Genes, molecules, and mechanisms regulating programmed cell death

Apoptosis is a morphologically distinct form of programmed cellular death that plays a central role during embryogenesis, tissue homeostasis, and to remove not necessary or potentially dangerous cells. Moreover, disregulation of genes mediating or modulating apoptosis contributes to the pathogenesis of a number of human diseases, including cancer, autoimmune diseases, neurodegenerative disorders, viral infections and acquired immunodeficiency syndrome. A number of genes and molecules promoting or protective against cell death is at present-day known and an important information about the external and internal signals involved in stimulation and suppression of apoptosis is also emerging. In the intracellular pathway of the death deregulation of [Ca2+](i) plays a pivotal role. Increased ionized intracellular calcium stimulates both the activation of enzymes (protein kinases, endonucleases, proteases and phospholipases) and plasma membrane K+ channels.
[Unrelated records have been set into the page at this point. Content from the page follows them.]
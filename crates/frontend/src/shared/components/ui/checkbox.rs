use leptos::prelude::*;

/// Checkbox component
#[component]
pub fn Checkbox(
    /// Label text
    #[prop(into)]
    label: Signal<String>,
    /// Checked state
    #[prop(into)]
    checked: Signal<bool>,
    /// Change event handler
    #[prop(optional)]
    on_change: Option<Callback<bool>>,
    /// ID for the checkbox element
    #[prop(optional, into)]
    id: MaybeProp<String>,
) -> impl IntoView {
    let checkbox_id = move || id.get().unwrap_or_default();

    view! {
        <div class="form__checkbox-wrapper">
            <input
                id=checkbox_id
                type="checkbox"
                class="form__checkbox"
                prop:checked=move || checked.get()
                on:change=move |ev| {
                    if let Some(handler) = on_change {
                        handler.run(event_target_checked(&ev));
                    }
                }
            />
            <label class="form__checkbox-label" for=checkbox_id>
                {label}
            </label>
        </div>
    }
}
This calcium-mediated activation leads to morphostructural changes, such as cell shrinkage, cytoplasmatic blebbing, nuclear chromatin condensation and DNA degradation into oligonucleosomal fragments. At least some genes of the cell death pathway have been conserved throughout animal evolution; ced-3 e ced-9 that regulate the initiation of cellular suicide in the nematode Caenorhabditis elegans are homologous to genes that in mammalian cells are thought to play a similar role (interleukin-1 beta converting enzyme [ICE] family, Bcl-2). It is possible to suppose that these regulators could constitute a target for treatment of disorders related with disregulation of apoptosis.